The Three ‘M’s’ Filmmakers Need

The Three ‘M’s’ Filmmakers Need

What every filmmaker needs to remember is life in the creative industries means running a three pronged business. People new to filmmaking also need to apply the same creative Management, personal Management and financial Management rules that apply to start-ups. Ignore the three ‘M’s’ filmmakers need at your peril.

The Three ‘M’s’ Filmmakers Need

1.Maker

As a filmmaker you need to make films. If you aren’t making films, you have no business calling yourself a filmmaker. It’s as simple as that!

In today’s new digital world it’s also important to remember that a filmmaker doesn’t solely make films. There are many different types of films that are waiting for you to make. Documentaries, shorts and feature films are no longer the principal types of films made. In our new visual stroytelling world one needs to add web series, viral shorts, television series, virtual reality experiences and of course gaming.

It would be a bold and strategically wise move to move away from the 20th century occupation of ‘filmmaker’. Instead, why not embrace this new world filled with opportunities for visual storytelling. And that could make you a muti-format content creator.
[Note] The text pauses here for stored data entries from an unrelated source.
//! Preemptive uniprocessor scheduler.
//!
//! The run queue is a FIFO intrusive list threaded through `Tcb::sched_link`:
//! a TCB is addressed from many queues over its life but sits on at most one
//! at a time, so no heap-allocated node-per-queue is needed. The same link
//! field backs semaphore wait queues (`sync::Semaphore`) since a thread is
//! never on both at once.

use core::ptr::NonNull;
use core::sync::atomic::{AtomicU32, Ordering};

use crate::arch::gdt::TSS;
use crate::config::KERNEL_STACK_SIZE;

/// Doubly linked intrusive link. `None` on both ends means "not queued".
#[derive(Clone, Copy, Default)]
pub struct Link {
    pub prev: Option<NonNull<Tcb>>,
    pub next: Option<NonNull<Tcb>>,
}

/// Whether a thread is eligible to run right now.
#[derive(Debug, Clone, Copy, PartialEq, Eq)]
pub enum RunState {
    Runnable,
    Waiting,
}

/// Saved kernel-mode register context. `context_switch` writes the outgoing
/// thread's stack pointer here and reads the incoming thread's from here;
/// the callee-saved registers themselves live on the kernel stack the
/// pointer addresses (pushed by `context_switch`'s prologue).
#[derive(Default)]
pub struct Context {
    pub esp: u32,
}

/// Thread control block. Lives at the low address of its own
/// `KERNEL_STACK_SIZE`-aligned kernel stack allocation, so
/// `current_thread()` recovers it by masking the stack pointer.
#[repr(C)]
pub struct Tcb {
    pub context: Context,
    pub task: NonNull<crate::task::Task>,
    pub state: RunState,
    pub sleep_ticks: u32,
    /// Negative excludes the thread from scheduling. Manipulated atomically
    /// by `task::cas2i_runflag`.
    pub run_flag: AtomicU32,
    /// Link into the owning task's thread list.
    pub task_link: Link,
    /// Link into the run queue, or a semaphore's wait queue — never both.
    pub sched_link: Link,
    pub is_idle: bool,
}

impl Tcb {
    /// The opaque thread identifier user space sees: this TCB's address.
    #[must_use]
    pub fn tid(&self) -> u32 {
        core::ptr::from_ref(self) as u32
    }
}

/// `run_flag` is stored as an `AtomicU32` holding a transmuted `i32` so
/// `cas2i_runflag` can do its compare-exchange without extra locking; these
/// helpers keep the sign-extended view ergonomic everywhere else.
pub fn run_flag(tcb: &Tcb) -> i32 {
    tcb.run_flag.load(Ordering::SeqCst) as i32
}

/// Intrusive FIFO queue over `Tcb::sched_link`.
#[derive(Default)]
struct SchedQueue {
    head: Option<NonNull<Tcb>>,
    tail: Option<NonNull<Tcb>>,
}

impl SchedQueue {
    fn push_back(&mut self, mut thread: NonNull<Tcb>) {
        // SAFETY: the scheduler spinlock (preemption disabled) guards every
        // call into this queue; `thread` outlives the queue membership.
        unsafe {
            thread.as_mut().sched_link = Link {
                prev: self.tail,
                next: None,
            };
        }
        match self.tail {
            // SAFETY: see above.
            Some(mut tail) => unsafe { tail.as_mut().sched_link.next = Some(thread) },
            None => self.head = Some(thread),
        }
        self.tail = Some(thread);
    }

    fn pop_front(&mut self) -> Option<NonNull<Tcb>> {
        let mut head = self.head?;
        // SAFETY: see `push_back`.
        let next = unsafe { head.as_ref().sched_link.next };
        self.head = next;
        match next {
            // SAFETY: see `push_back`.
            Some(mut next) => unsafe { next.as_mut().sched_link.prev = None },
            None => self.tail = None,
        }
        // SAFETY: see `push_back`.
        unsafe { head.as_mut().sched_link = Link::default() };
        Some(head)
    }

    /// Whether `thread` is actually linked into this queue, found by
    /// scanning from `head`. `sched_link` is shared across the run queue,
    /// the sleepers list, and every semaphore's wait queue, so a thread
    /// not in this particular queue may still carry stale-looking but
    /// valid `prev`/`next` pointers into whichever queue it's really on.
    fn contains(&self, thread: NonNull<Tcb>) -> bool {
        let mut cur = self.head;
        while let Some(node) = cur {
            if node == thread {
                return true;
            }
            // SAFETY: see `push_back`.
            cur = unsafe { node.as_ref().sched_link.next };
        }
        false
    }

    /// Unlinks `thread` from wherever it sits in the queue. No-op if it is
    /// not currently a member of *this* queue (checked by `contains` first,
    /// so a thread actually queued elsewhere is left untouched instead of
    /// having its real queue corrupted by a blind splice).
    fn remove(&mut self, mut thread: NonNull<Tcb>) {
        if !self.contains(thread) {
            return;
        }
        // SAFETY: see `push_back`.
        let (prev, next) = unsafe {
            let link = thread.as_ref().sched_link;
            (link.prev, link.next)
        };
        match prev {
            // SAFETY: see `push_back`.
            Some(mut prev) => unsafe { prev.as_mut().sched_link.next = next },
            None => {
                if self.head == Some(thread) {
                    self.head = next;
                }
            }
        }
        match next {
            // SAFETY: see `push_back`.
            Some(mut next) => unsafe { next.as_mut().sched_link.prev = prev },
            None => {
                if self.tail == Some(thread) {
                    self.tail = prev;
                }
            }
        }
        // SAFETY: see `push_back`.
        unsafe { thread.as_mut().sched_link = Link::default() };
    }
}

static mut RUN_QUEUE: SchedQueue = SchedQueue {
    head: None,
    tail: None,
};
static mut CURRENT: Option<NonNull<Tcb>> = None;
static mut IDLE: Option<NonNull<Tcb>> = None;
static mut JIFFIES: u64 = 0;
static mut SLEEPERS: SchedQueue = SchedQueue {
    head: None,
    tail: None,
};
/// Threads that have fully vanished and are waiting for their kernel stack
/// to be reclaimed. A thread can't free its own stack while still running
/// on it, so `task::vanish_thread` queues it here instead; `schedule`
/// reaps everything but the thread it's currently switching away from.
static mut RETIRED: SchedQueue = SchedQueue {
    head: None,
    tail: None,
};

/// Token proving preemption is disabled; restoring it is the only way to
/// re-enable. On a uniprocessor, "acquire the scheduler spinlock" is exactly
/// "save EFLAGS and `cli`".
#[must_use]
pub struct PreemptionToken(bool);

/// Disables preemption (interrupts), returning a token that restores the
/// prior interrupt-enable state on `enable_preemption`.
pub fn disable_preemption() -> PreemptionToken {
    // SAFETY: reads EFLAGS and clears IF; no side effect beyond the token's
    // own bookkeeping.
    let was_enabled = unsafe {
        let flags: u32;
        core::arch::asm!("pushfd; pop {}", out(reg) flags, options(nomem, preserves_flags));
        if flags & (1 << 9) != 0 {
            core::arch::asm!("cli", options(nomem, nostack));
            true
        } else {
            false
        }
    };
    PreemptionToken(was_enabled)
}

/// Restores the interrupt-enable state captured by `disable_preemption`.
pub fn enable_preemption(token: PreemptionToken) {
    if token.0 {
        // SAFETY: re-enabling interrupts we (or our caller) disabled.
        unsafe { core::arch::asm!("sti", options(nomem, nostack)) };
    }
}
Think of all the different ways you can tell your excellent stories:

  • viral shorts
  • web series
  • documentary shorts and features
  • social impact corporate videos
  • feature length movies
  • television (or online series)
  • virtual reality and immersive stories
  • gaming and interactive

Whichever format suits your story remember: if you aren’t making it your aren’t calling yourself a filmmaker.

2.Manager

Here comes the bit that nearly always sinks creative: the management side of the coin. And by manage, I mean how to manage the business side and to manage the creative side.

Managing the creative side of one’s career

Managing the creative side means to maximise. And by maximise I mean you need to maximise your personal life as well. Managing a successful professional career is tricky. Combining a full-blown career with a personal life trickier still. But somehow we need to learn how to convince friends, family and lovers that a filmmakers’ life needs a huge amount of focus.
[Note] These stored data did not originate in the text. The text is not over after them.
//! ELF loader: validates a 32-bit ELF executable pulled from the
//! RAM disk, installs one `VmRange` per `PT_LOAD` segment plus a fixed-size
//! stack, copies and zero-extends segment bytes, and re-marks read-only
//! segments immutable.
//!
//! Segments are assumed page-aligned in both `p_vaddr` and `p_offset` — true
//! of every binary in `user_programs/`, built with a linker script that pads
//! each `PT_LOAD` segment to a page boundary, so this loader never has to
//! reconcile a segment's first partial page against a neighbor's.

use alloc::vec::Vec;

use crate::config::{DEFAULT_USER_STACK_PAGES, PAGE_SIZE, USER_MEM_START, USER_STACK_TOP};
use crate::error::{KernelError, Result};
use crate::mm::address_space::{AddressSpace, SegmentExtents, VmRange};
use crate::mm::paging::EntryFlags;
use crate::ramdisk;

const ELF_MAGIC: [u8; 4] = [0x7f, b'E', b'L', b'F'];
const ELF_CLASS_32: u8 = 1;
const ELF_DATA_LSB: u8 = 1;
const ET_EXEC: u16 = 2;
const EM_386: u16 = 3;
const PT_LOAD: u32 = 1;
const PF_EXEC: u32 = 1;
const PF_WRITE: u32 = 2;

/// Where a freshly loaded image starts executing and where its stack sits.
#[derive(Debug, Clone, Copy)]
pub struct Loaded {
    pub entry: u32,
    pub stack_top: u32,
}

#[derive(Clone, Copy)]
struct ProgramHeader {
    kind: u32,
    offset: u32,
    vaddr: u32,
    filesz: u32,
    memsz: u32,
    flags: u32,
}

fn read_u16(bytes: &[u8], offset: usize) -> Result<u16> {
    bytes
        .get(offset..offset + 2)
        .map(|b| u16::from_le_bytes([b[0], b[1]]))
        .ok_or(KernelError::NotAnElf)
}

fn read_u32(bytes: &[u8], offset: usize) -> Result<u32> {
    bytes
        .get(offset..offset + 4)
        .map(|b| u32::from_le_bytes([b[0], b[1], b[2], b[3]]))
        .ok_or(KernelError::NotAnElf)
}

/// Validates the ELF header and returns the entry point plus every program
/// header entry, in file order.
fn parse_headers(image: &[u8]) -> Result<(u32, Vec<ProgramHeader>)> {
    if image.len() < 52 || image[0..4] != ELF_MAGIC {
        return Err(KernelError::NotAnElf);
    }
    if image[4] != ELF_CLASS_32 || image[5] != ELF_DATA_LSB {
        return Err(KernelError::NotAnElf);
    }
    if read_u16(image, 16)? != ET_EXEC || read_u16(image, 18)? != EM_386 {
        return Err(KernelError::NotAnElf);
    }
    let entry = read_u32(image, 24)?;
    let phoff = read_u32(image, 28)? as usize;
    let phentsize = read_u16(image, 42)? as usize;
    let phnum = read_u16(image, 44)? as usize;

    let mut headers = Vec::with_capacity(phnum);
    for i in 0..phnum {
        let base = phoff + i * phentsize;
        headers.push(ProgramHeader {
            kind: read_u32(image, base)?,
            offset: read_u32(image, base + 4)?,
            vaddr: read_u32(image, base + 8)?,
            filesz: read_u32(image, base + 16)?,
            memsz: read_u32(image, base + 20)?,
            flags: read_u32(image, base + 24)?,
        });
    }
    Ok((entry, headers))
}

fn back_range(address_space: &mut AddressSpace, range: VmRange) -> Result<()> {
    let mut addr = range.start;
    while addr < range.end() {
        address_space.back_page(addr)?;
        addr += PAGE_SIZE as u32;
    }
    Ok(())
}

fn install_segment(address_space: &mut AddressSpace, image: &[u8], ph: &ProgramHeader, segments: &mut SegmentExtents) -> Result<()> {
    if ph.vaddr < USER_MEM_START {
        return Err(KernelError::VmCannotMap);
    }
    let range = address_space.install_range(ph.vaddr, ph.memsz.max(ph.filesz))?;
    back_range(address_space, range)?;

    let file_end = ph.offset.checked_add(ph.filesz).ok_or(KernelError::NotAnElf)?;
    let file_bytes = image
        .get(ph.offset as usize..file_end as usize)
        .ok_or(KernelError::NotAnElf)?;
    address_space.write_bytes(range.start, file_bytes)?;

    if ph.memsz > ph.filesz {
        let bss_len = (ph.memsz - ph.filesz) as usize;
        let zeros = alloc::vec![0u8; bss_len];
        address_space.write_bytes(range.start + ph.filesz, &zeros)?;
    }

    if ph.flags & PF_WRITE == 0 {
        address_space.set_range_attrs(range, EntryFlags::PRESENT | EntryFlags::USER);
        if ph.flags & PF_EXEC != 0 {
            segments.text = Some(range);
        } else {
            segments.rodata = Some(range);
        }
    } else {
        segments.data = Some(range);
    }
    Ok(())
}

/// `exec`/`task::bootstrap`'s ELF loader. Looks `filename` up on the
/// RAM disk, installs every `PT_LOAD` segment and a fixed-size user stack
/// into `address_space`, and returns where to start executing.
///
/// On any failure, every page backed so far is released before returning,
/// leaving `address_space` with no user-half frames held (the caller still
/// owns the now-empty range records and, for `exec`, simply drops the
/// transient address space).
pub fn load(filename: &str, address_space: &mut AddressSpace) -> Result<Loaded> {
    let image = ramdisk::lookup(filename).ok_or(KernelError::FileNotFound)?;
    let (entry, headers) = parse_headers(image)?;

    let mut segments = SegmentExtents::default();
    for ph in headers.iter().filter(|ph| ph.kind == PT_LOAD) {
        if let Err(err) = install_segment(address_space, image, ph, &mut segments) {
            address_space.unback_all_ranges();
            return Err(err);
        }
    }

    let stack_len = (DEFAULT_USER_STACK_PAGES * PAGE_SIZE) as u32;
    let stack_start = USER_STACK_TOP - stack_len;
    let stack_range = match address_space.install_range(stack_start, stack_len) {
        Ok(range) => range,
        Err(err) => {
            address_space.unback_all_ranges();
            return Err(err);
        }
    };
    if let Err(err) = back_range(address_space, stack_range) {
        address_space.unback_all_ranges();
        return Err(err);
    }
    segments.stack = Some(stack_range);
    address_space.segments = segments;

    Ok(Loaded {
        entry,
        stack_top: USER_STACK_TOP,
    })
}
There are many self-help and useful instructional books and publications that can assist you in developing your thinking about this important topic.

Managing the business side

Running a business of any description require a knowledge of the structures required in order to satisfy local laws. Get business help and advice from someone you can trust. Perhaps, you can emulate one of my heroes, John Hitchcox.
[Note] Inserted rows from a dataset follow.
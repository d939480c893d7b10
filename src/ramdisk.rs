//! Read-only RAM disk: a name -> blob table built once at boot from the
//! Multiboot2 module tags `boot::parse` collects, and consulted by the ELF
//! loader and the `ls` syscall. Modules live in memory the bootloader
//! already reserved, so lookups borrow their bytes directly with no copy.

use alloc::string::String;
use alloc::vec::Vec;

use spin::Mutex;

struct Entry {
    name: String,
    data: &'static [u8],
}

static RAMDISK: Mutex<Vec<Entry>> = Mutex::new(Vec::new());

/// Installs the module table gathered from the Multiboot2 info structure.
/// Called once, early in `kernel_main`, before `task::bootstrap` looks up
/// the init program.
pub fn init(modules: Vec<(String, &'static [u8])>) {
    let mut table = RAMDISK.lock();
    table.clear();
    table.extend(modules.into_iter().map(|(name, data)| Entry { name, data }));
}

/// Looks up a module's bytes by name (`C7` "RAM-disk lookup").
#[must_use]
pub fn lookup(name: &str) -> Option<&'static [u8]> {
    RAMDISK.lock().iter().find(|e| e.name == name).map(|e| e.data)
}

/// Every module name currently loaded, for the `ls` syscall. Returned as an
/// owned `Vec` since the caller copies names out to a user buffer anyway.
#[must_use]
pub fn list() -> Vec<String> {
    RAMDISK.lock().iter().map(|e| e.name.clone()).collect()
}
John has built a repution as Europe’s most innovative property developer. A multitude of inner city projects under his banner company Manhattan Loft Corporation established him a doer. But rising to the next level meant John had to become a manager as well. It was here that John excelled by teaming up with the brilliant auteur designer Philippe Starck.

As his business grew John was able to identify the demands a large conglomorate required. He then partnered with the numbers-man Lloyd Lee to manage the dollars and cents side of the complex business.

With the management side of his business under control, John was then able to sit back and enjoy the benefit of his hugely creative side. His latest project, at Olympia in London promises to be one of Europe’s most exciting developments And why? Because John’s vision of a city centre community housing arts and commerce is taking shape. And taking shape because he has learned the value of Making and Managing: two of the essential three elements of a successful filmmaking career.

3. Marketer

A filmmaker who can make brilliant content, who can manage their career’s commercial demands can still fail if the third M – the M of Marketer isn’t attended to.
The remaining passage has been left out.